[[ Dataset open ]]
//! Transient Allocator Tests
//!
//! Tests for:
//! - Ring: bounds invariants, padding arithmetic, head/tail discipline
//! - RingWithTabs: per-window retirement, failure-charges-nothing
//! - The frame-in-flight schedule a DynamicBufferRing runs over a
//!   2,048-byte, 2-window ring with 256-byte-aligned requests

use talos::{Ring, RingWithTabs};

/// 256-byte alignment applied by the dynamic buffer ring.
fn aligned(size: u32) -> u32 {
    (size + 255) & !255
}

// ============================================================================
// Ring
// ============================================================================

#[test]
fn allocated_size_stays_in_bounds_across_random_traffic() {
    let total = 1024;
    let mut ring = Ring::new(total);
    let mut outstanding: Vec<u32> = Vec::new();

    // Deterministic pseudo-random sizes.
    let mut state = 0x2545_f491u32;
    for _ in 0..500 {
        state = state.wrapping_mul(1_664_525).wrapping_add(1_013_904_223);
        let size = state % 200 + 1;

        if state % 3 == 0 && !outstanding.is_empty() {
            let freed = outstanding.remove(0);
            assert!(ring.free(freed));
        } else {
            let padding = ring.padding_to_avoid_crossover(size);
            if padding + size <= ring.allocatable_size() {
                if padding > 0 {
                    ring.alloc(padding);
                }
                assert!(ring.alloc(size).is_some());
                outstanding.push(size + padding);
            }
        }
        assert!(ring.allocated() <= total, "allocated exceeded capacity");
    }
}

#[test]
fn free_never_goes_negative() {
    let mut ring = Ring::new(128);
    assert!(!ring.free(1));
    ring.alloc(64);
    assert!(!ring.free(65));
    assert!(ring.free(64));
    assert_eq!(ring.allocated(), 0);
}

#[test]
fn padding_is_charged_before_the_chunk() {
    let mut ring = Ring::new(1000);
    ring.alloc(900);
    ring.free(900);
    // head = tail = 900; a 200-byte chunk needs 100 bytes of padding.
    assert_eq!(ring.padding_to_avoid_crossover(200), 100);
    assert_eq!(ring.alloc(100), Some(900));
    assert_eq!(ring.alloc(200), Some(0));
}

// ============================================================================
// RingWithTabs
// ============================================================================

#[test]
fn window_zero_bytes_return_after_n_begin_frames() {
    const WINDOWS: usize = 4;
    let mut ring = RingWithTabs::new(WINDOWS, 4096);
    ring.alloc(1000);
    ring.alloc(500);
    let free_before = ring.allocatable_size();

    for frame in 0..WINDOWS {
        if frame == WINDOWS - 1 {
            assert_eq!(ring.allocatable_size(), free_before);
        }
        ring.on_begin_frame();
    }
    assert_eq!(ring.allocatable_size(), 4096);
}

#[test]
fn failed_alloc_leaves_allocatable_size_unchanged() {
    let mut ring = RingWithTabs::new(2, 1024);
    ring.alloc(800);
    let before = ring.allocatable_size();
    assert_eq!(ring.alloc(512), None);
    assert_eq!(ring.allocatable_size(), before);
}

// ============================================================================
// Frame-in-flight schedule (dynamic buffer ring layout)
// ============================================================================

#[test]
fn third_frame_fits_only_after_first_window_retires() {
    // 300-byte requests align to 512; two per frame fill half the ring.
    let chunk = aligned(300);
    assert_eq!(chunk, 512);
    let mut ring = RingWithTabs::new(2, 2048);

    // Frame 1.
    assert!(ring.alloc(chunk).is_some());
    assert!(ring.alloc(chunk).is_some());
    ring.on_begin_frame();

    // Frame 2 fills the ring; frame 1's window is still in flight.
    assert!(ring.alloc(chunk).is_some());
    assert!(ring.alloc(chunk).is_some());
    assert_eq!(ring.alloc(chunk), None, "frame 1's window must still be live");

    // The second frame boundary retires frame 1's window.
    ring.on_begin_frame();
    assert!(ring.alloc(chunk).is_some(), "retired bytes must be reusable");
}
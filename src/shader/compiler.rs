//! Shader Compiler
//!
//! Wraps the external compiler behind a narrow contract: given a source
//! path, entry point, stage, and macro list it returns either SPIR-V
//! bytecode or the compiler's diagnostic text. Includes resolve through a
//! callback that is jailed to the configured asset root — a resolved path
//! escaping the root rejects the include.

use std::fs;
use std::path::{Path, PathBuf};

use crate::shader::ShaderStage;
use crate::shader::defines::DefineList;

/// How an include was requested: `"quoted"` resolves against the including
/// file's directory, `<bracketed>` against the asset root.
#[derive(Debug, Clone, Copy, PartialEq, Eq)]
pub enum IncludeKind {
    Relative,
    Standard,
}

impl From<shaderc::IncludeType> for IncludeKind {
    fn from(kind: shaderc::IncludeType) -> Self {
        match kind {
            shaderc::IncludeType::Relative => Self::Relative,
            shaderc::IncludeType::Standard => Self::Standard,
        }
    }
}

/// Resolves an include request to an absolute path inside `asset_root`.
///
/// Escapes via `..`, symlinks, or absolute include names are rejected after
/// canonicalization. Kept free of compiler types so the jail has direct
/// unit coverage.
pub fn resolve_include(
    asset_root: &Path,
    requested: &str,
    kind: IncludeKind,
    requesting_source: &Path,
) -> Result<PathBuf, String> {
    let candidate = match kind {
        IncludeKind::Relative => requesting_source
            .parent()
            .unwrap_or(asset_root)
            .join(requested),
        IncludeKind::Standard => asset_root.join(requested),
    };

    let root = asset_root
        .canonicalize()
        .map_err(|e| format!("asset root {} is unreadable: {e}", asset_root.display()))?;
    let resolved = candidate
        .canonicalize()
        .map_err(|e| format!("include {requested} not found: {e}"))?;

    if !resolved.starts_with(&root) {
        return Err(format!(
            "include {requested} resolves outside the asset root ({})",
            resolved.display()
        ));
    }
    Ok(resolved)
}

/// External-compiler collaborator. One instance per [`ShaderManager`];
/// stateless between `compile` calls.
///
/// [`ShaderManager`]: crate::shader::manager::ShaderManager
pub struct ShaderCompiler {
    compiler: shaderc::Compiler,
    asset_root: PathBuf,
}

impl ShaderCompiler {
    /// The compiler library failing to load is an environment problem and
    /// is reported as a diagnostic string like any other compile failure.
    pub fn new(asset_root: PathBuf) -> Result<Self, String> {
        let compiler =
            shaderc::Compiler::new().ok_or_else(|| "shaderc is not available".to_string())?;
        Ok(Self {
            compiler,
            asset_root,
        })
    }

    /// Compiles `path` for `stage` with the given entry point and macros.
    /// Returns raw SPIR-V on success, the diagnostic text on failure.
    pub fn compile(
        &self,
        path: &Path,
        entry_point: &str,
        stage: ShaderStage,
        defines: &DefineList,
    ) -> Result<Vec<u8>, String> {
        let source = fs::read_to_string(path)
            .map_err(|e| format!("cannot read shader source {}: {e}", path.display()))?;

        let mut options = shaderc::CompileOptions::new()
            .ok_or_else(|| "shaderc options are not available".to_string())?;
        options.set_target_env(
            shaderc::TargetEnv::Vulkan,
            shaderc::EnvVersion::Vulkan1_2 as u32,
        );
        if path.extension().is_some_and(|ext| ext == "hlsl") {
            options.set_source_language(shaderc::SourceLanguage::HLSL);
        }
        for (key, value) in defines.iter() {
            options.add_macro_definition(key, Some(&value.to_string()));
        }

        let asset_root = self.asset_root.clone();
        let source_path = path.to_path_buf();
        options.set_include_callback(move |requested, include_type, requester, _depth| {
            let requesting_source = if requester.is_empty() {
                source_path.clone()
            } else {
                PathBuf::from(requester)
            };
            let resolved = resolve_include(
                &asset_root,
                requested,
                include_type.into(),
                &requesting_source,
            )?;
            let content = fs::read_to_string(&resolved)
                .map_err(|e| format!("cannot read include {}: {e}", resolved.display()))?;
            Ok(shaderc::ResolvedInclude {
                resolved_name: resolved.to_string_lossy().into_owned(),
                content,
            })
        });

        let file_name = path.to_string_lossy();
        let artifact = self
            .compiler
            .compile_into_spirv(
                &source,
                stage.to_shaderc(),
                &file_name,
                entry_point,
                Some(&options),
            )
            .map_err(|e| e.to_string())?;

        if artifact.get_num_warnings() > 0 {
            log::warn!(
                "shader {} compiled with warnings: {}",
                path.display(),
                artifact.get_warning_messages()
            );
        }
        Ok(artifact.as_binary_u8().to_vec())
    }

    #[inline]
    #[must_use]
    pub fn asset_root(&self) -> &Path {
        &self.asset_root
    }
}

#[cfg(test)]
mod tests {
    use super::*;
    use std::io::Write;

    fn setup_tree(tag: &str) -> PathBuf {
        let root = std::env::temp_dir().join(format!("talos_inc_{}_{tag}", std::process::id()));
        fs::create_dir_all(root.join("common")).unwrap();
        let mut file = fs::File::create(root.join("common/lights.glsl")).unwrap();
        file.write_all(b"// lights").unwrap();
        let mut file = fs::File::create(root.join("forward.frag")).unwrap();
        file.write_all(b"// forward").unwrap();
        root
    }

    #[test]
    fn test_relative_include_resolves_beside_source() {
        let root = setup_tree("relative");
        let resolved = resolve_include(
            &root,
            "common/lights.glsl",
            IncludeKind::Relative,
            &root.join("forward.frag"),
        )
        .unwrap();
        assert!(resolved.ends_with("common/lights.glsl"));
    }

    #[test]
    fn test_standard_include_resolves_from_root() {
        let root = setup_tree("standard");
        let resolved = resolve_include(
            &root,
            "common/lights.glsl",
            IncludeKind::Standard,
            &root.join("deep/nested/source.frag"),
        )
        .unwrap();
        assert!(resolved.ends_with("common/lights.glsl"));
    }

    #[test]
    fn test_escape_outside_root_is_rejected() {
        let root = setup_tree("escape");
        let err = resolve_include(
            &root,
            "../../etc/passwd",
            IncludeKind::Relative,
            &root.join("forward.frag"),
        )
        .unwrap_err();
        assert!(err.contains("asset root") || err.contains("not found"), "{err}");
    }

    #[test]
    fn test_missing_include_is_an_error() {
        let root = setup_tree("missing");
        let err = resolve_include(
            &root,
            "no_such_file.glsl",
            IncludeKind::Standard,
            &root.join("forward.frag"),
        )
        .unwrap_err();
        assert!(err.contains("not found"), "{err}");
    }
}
[[ Dataset closed ]]
[[ Dataset open ]]
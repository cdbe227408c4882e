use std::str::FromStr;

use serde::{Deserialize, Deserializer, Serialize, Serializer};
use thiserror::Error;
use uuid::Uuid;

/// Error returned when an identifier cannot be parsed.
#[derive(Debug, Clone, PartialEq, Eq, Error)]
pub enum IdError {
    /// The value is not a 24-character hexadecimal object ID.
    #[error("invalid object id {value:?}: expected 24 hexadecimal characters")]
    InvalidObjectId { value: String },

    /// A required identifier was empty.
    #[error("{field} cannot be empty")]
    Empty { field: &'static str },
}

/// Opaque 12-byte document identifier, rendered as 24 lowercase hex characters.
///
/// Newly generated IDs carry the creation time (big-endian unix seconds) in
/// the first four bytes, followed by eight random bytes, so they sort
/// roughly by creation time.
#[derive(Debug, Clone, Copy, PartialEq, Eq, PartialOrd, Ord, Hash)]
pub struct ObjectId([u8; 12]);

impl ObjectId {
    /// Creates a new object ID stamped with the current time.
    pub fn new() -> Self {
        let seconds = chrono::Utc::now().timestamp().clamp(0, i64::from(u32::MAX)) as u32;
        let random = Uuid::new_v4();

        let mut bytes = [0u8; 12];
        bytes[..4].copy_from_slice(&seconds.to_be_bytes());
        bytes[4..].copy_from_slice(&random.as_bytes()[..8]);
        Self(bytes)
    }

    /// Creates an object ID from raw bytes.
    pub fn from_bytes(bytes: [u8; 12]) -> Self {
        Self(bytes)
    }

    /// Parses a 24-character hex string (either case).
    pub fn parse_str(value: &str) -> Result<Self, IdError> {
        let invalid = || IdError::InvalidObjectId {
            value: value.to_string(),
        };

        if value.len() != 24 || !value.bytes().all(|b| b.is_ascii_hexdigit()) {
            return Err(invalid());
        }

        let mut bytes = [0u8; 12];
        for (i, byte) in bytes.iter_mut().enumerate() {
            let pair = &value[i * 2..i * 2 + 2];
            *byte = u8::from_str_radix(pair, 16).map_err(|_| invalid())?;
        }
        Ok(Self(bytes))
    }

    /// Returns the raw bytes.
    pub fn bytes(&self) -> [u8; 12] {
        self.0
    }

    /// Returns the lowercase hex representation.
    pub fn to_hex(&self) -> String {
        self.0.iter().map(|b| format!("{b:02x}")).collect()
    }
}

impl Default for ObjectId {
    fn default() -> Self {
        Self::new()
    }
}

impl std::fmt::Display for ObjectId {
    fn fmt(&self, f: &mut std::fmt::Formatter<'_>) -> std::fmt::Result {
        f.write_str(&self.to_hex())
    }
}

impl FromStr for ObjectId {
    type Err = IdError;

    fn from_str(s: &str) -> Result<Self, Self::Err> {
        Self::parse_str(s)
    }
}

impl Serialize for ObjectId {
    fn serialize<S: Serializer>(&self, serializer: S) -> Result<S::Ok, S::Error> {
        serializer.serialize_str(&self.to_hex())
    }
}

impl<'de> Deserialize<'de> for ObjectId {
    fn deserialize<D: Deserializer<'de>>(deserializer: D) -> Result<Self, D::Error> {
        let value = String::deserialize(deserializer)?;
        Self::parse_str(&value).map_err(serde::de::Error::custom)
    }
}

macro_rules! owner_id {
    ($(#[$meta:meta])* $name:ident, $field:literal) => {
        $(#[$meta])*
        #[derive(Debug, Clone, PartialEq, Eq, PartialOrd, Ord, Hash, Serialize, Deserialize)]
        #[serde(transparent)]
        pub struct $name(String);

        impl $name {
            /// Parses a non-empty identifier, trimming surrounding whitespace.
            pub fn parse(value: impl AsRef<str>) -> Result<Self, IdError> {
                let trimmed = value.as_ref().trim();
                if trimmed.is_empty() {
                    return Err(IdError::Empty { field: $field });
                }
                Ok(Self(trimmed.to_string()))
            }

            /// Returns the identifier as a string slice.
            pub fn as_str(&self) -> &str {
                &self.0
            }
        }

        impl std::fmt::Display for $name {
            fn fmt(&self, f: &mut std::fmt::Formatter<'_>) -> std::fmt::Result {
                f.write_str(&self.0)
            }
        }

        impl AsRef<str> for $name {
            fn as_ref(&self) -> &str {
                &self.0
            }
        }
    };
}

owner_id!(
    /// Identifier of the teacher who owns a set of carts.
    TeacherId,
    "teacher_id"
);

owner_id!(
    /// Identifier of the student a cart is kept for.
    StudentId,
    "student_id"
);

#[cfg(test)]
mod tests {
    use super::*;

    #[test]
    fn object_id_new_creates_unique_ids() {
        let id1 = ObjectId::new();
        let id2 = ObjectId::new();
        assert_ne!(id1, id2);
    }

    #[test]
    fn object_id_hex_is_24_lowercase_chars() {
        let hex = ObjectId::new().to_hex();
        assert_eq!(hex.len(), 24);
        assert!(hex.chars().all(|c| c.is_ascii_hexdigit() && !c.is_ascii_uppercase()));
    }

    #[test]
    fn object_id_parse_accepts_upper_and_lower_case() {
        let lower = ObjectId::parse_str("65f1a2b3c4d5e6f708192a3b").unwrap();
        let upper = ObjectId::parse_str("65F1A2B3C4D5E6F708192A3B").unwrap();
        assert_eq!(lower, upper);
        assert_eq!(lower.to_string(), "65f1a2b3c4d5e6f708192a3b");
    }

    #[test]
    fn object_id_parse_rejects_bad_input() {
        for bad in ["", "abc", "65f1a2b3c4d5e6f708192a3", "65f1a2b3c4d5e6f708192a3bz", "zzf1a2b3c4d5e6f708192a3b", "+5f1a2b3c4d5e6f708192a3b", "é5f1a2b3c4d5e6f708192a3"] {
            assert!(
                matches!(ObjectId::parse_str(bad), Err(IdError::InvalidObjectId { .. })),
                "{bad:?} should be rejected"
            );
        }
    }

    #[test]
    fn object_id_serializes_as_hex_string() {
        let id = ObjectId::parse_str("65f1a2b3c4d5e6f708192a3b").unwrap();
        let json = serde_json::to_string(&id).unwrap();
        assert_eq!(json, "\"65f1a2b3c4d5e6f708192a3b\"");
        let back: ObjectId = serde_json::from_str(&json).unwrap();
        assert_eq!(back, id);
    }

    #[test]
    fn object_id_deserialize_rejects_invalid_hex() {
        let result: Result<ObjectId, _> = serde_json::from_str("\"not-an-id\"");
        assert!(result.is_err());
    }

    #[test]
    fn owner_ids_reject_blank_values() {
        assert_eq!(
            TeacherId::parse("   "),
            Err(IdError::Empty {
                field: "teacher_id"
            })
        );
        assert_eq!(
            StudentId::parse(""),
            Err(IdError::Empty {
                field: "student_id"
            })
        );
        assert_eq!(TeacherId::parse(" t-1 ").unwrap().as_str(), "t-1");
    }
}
[[ Dataset closed ]]
[[ Dataset open ]]
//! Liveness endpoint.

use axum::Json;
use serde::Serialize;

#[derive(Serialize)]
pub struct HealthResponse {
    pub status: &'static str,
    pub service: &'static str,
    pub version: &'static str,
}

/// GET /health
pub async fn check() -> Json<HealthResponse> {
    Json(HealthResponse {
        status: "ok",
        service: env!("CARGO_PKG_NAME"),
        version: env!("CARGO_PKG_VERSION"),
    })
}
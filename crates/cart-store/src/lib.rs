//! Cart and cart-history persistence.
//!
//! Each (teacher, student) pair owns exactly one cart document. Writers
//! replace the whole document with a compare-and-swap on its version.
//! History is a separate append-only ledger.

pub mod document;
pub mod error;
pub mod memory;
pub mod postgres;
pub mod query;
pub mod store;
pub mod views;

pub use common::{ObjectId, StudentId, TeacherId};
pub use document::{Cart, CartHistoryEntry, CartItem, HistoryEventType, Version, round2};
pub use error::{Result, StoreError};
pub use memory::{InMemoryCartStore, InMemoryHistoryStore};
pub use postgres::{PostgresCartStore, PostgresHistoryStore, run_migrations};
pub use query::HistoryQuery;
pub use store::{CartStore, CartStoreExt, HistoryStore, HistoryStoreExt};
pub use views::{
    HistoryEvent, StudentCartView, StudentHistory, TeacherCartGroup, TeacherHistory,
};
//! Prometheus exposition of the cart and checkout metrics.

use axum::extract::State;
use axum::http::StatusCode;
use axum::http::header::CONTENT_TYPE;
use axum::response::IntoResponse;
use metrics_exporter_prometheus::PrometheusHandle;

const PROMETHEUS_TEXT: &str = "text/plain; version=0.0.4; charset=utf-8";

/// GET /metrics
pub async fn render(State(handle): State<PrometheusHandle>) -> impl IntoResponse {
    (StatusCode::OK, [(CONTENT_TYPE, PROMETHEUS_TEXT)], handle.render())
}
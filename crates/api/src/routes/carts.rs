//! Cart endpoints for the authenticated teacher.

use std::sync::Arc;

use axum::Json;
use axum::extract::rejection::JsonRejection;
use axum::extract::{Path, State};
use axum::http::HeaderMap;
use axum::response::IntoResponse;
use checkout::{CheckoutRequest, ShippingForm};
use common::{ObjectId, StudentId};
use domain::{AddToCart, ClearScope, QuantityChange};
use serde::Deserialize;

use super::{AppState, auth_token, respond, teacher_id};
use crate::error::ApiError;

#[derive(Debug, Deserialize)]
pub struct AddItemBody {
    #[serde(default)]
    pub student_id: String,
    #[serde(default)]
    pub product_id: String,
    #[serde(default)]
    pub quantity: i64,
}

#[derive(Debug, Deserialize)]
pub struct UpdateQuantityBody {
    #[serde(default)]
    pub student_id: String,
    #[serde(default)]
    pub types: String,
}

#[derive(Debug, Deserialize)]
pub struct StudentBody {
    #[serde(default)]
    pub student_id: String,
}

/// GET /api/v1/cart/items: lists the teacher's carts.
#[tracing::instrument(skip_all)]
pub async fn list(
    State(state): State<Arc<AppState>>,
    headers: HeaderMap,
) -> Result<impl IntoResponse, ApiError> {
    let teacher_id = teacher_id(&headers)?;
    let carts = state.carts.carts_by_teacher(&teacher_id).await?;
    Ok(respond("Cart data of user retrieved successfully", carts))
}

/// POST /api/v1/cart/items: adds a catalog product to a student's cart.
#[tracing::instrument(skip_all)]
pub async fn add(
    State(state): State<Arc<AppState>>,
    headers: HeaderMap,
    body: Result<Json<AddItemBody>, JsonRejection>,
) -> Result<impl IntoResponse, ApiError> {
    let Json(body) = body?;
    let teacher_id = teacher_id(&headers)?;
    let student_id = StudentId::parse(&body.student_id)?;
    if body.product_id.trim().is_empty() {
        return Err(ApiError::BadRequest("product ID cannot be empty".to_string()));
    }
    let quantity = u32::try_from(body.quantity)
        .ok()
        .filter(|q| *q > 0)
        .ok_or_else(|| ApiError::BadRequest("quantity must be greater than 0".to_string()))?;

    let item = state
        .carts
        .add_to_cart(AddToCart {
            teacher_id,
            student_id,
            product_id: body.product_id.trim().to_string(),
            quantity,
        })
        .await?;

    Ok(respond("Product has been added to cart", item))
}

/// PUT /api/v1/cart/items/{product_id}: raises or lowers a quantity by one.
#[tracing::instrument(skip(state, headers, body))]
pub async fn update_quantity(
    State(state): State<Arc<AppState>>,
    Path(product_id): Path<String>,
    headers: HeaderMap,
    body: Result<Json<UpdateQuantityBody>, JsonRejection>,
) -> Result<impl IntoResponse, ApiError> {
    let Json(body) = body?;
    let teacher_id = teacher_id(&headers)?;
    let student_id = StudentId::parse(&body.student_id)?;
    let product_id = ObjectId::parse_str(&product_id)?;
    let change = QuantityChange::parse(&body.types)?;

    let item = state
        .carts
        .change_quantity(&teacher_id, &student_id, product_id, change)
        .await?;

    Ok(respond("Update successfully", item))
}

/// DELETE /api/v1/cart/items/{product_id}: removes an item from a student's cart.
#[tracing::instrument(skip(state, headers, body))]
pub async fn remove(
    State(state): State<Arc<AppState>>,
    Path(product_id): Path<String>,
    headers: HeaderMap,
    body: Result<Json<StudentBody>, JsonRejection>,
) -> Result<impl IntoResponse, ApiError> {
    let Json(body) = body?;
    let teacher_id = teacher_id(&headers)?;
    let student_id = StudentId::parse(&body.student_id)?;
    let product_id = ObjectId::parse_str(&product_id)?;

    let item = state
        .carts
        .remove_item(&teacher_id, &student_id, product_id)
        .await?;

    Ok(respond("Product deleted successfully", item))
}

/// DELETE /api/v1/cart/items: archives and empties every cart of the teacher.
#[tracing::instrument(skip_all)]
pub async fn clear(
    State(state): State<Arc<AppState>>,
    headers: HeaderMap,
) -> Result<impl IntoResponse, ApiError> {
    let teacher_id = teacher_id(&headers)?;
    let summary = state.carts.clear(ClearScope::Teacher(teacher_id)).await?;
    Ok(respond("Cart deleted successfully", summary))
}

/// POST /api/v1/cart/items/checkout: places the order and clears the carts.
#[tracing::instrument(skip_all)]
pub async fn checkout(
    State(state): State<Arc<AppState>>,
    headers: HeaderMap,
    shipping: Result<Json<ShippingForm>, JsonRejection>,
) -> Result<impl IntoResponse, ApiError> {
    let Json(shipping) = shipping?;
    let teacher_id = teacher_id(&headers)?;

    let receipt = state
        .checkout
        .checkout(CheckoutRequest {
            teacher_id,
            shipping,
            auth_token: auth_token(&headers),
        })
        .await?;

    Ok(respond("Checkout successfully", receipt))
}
[[ Dataset closed ]]
**Your goal:** Return a word-for-word copy of the lines above from the one holding "Transient Allocator Tests" through the one holding "runs over a", with both of them included and nothing besides.

**Written solution:**
//! Transient Allocator Tests
//!
//! Tests for:
//! - Ring: bounds invariants, padding arithmetic, head/tail discipline
//! - RingWithTabs: per-window retirement, failure-charges-nothing
//! - The frame-in-flight schedule a DynamicBufferRing runs over a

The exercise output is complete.